*** Opening Exercise material ***

//! Helper client.

use tokio::io::{AsyncRead, AsyncWrite, AsyncWriteExt};

use crate::config::HelperConfig;
use crate::error::HelperError;
use crate::message::{self, ProfileRequest, ProfileResponse};

/// Largest response document the client accepts.
const MAX_RESPONSE_BYTES: usize = 64 * 1024;

/// Issues single requests to a helper.
#[derive(Debug, Clone)]
pub struct HelperClient {
    config: HelperConfig,
}

impl HelperClient {
    /// Create a new helper client.
    #[must_use]
    pub const fn new(config: HelperConfig) -> Self {
        Self { config }
    }

    /// Connect to the configured channel and perform one exchange.
    ///
    /// # Errors
    /// Returns error if the channel is unreachable, the exchange exceeds
    /// the client timeout, or the response is malformed.
    #[cfg(unix)]
    pub async fn request(&self, request: &ProfileRequest) -> Result<ProfileResponse, HelperError> {
        let stream = tokio::net::UnixStream::connect(&self.config.channel).await?;
        self.exchange(stream, request).await
    }

    /// Perform one exchange over an established connection.
    ///
    /// Sends the request, reads the response and closes the write side so
    /// the server sees the disconnect.
    ///
    /// # Errors
    /// Returns [`HelperError::Timeout`] if the exchange exceeds the client
    /// timeout, plus framing errors.
    pub async fn exchange<S>(
        &self,
        mut stream: S,
        request: &ProfileRequest,
    ) -> Result<ProfileResponse, HelperError>
    where
        S: AsyncRead + AsyncWrite + Unpin,
    {
        let timeout = self.config.client_timeout();
        let round_trip = async {
            message::write_frame(&mut stream, request).await?;
            let response: ProfileResponse =
                message::read_frame(&mut stream, MAX_RESPONSE_BYTES).await?;
            stream.shutdown().await?;
            Ok::<_, HelperError>(response)
        };
        tokio::time::timeout(timeout, round_trip)
            .await
            .map_err(|_| HelperError::Timeout(timeout))?
    }
}
//! Error taxonomy shared by every layer of the client engine.

use std::time::Duration;

use thiserror::Error;

use crate::message::RemoteErrorKind;

/// Convenience alias used throughout the engine.
pub type HostResult<T> = Result<T, HostError>;

/// Transport-level failure while connecting or exchanging frames.
#[derive(Debug, Error)]
pub enum TransportError {
    #[error("Connect failed: {0}")]
    Connect(#[source] std::io::Error),
    #[error("Host executable not found: {0}")]
    ExecutableNotFound(String),
    #[error("Invalid endpoint: {0}")]
    InvalidEndpoint(String),
    #[error("Unsupported endpoint for this transport: {0}")]
    Unsupported(String),
    #[error("Channel closed")]
    Closed,
    #[error("I/O error: {0}")]
    Io(#[from] std::io::Error),
}

/// Errors surfaced to callers of the session, blob and evaluation APIs.
///
/// Cancellation, disconnection and not-found are ordinary variants so that
/// callers branch on them with `match` instead of inspecting messages.
#[derive(Debug, Error)]
#[non_exhaustive]
pub enum HostError {
    /// The caller's scope was cancelled.
    #[error("Operation cancelled")]
    Cancelled,

    /// The caller's deadline expired. Behaves like [`HostError::Cancelled`].
    #[error("Operation timed out after {0:?}")]
    Timeout(Duration),

    /// The transport to the host was lost, or the session is not running.
    #[error("Disconnected from host: {reason}")]
    Disconnected { reason: String },

    /// The submitted code failed on the host.
    #[error("Evaluation failed: {message}")]
    Evaluation { message: String },

    /// The referenced host object does not exist (destroyed, unknown, or
    /// issued by a previous connection).
    #[error("Not found: {0}")]
    NotFound(String),

    /// A range argument lies outside the addressed object.
    #[error("Offset {offset} out of range for length {length}")]
    OutOfRange { offset: u64, length: u64 },

    /// The host rejected the request or answered with an unexpected reply.
    #[error("Protocol error: {0}")]
    Protocol(String),

    /// A value could not be converted to the requested shape.
    #[error("Format error: {0}")]
    Format(String),

    /// `start` was called on a session that is not disconnected.
    #[error("Session already running")]
    AlreadyRunning,

    /// The object was closed and accepts no further operations.
    #[error("Object is closed")]
    Closed,

    /// Establishing the transport failed.
    #[error("Connection failed: {0}")]
    Connection(#[from] TransportError),
}

impl HostError {
    /// Build a disconnection error.
    pub fn disconnected(reason: impl Into<String>) -> Self {
        Self::Disconnected {
            reason: reason.into(),
        }
    }

    /// True for caller-initiated cancellation and deadline expiry alike.
    #[must_use]
    pub const fn is_cancellation(&self) -> bool {
        matches!(self, Self::Cancelled | Self::Timeout(_))
    }

    /// True when the session lost its host.
    #[must_use]
    pub const fn is_disconnection(&self) -> bool {
        matches!(self, Self::Disconnected { .. })
    }

    /// True when the addressed host object does not exist.
    #[must_use]
    pub const fn is_not_found(&self) -> bool {
        matches!(self, Self::NotFound(_))
    }

    /// Map an error reply from the host onto the taxonomy.
    #[must_use]
    pub fn from_remote(kind: RemoteErrorKind, message: String) -> Self {
        match kind {
            RemoteErrorKind::NotFound => Self::NotFound(message),
            RemoteErrorKind::OutOfRange { offset, length } => Self::OutOfRange { offset, length },
            RemoteErrorKind::InvalidArgument | RemoteErrorKind::Internal => Self::Protocol(message),
        }
    }
}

*** Closing Exercise material ***

# [Work order]
If a line in the entries above has the word "HelperConfig", copy it.

# [Result of this task]
use crate::config::HelperConfig;
    config: HelperConfig,
    pub const fn new(config: HelperConfig) -> Self {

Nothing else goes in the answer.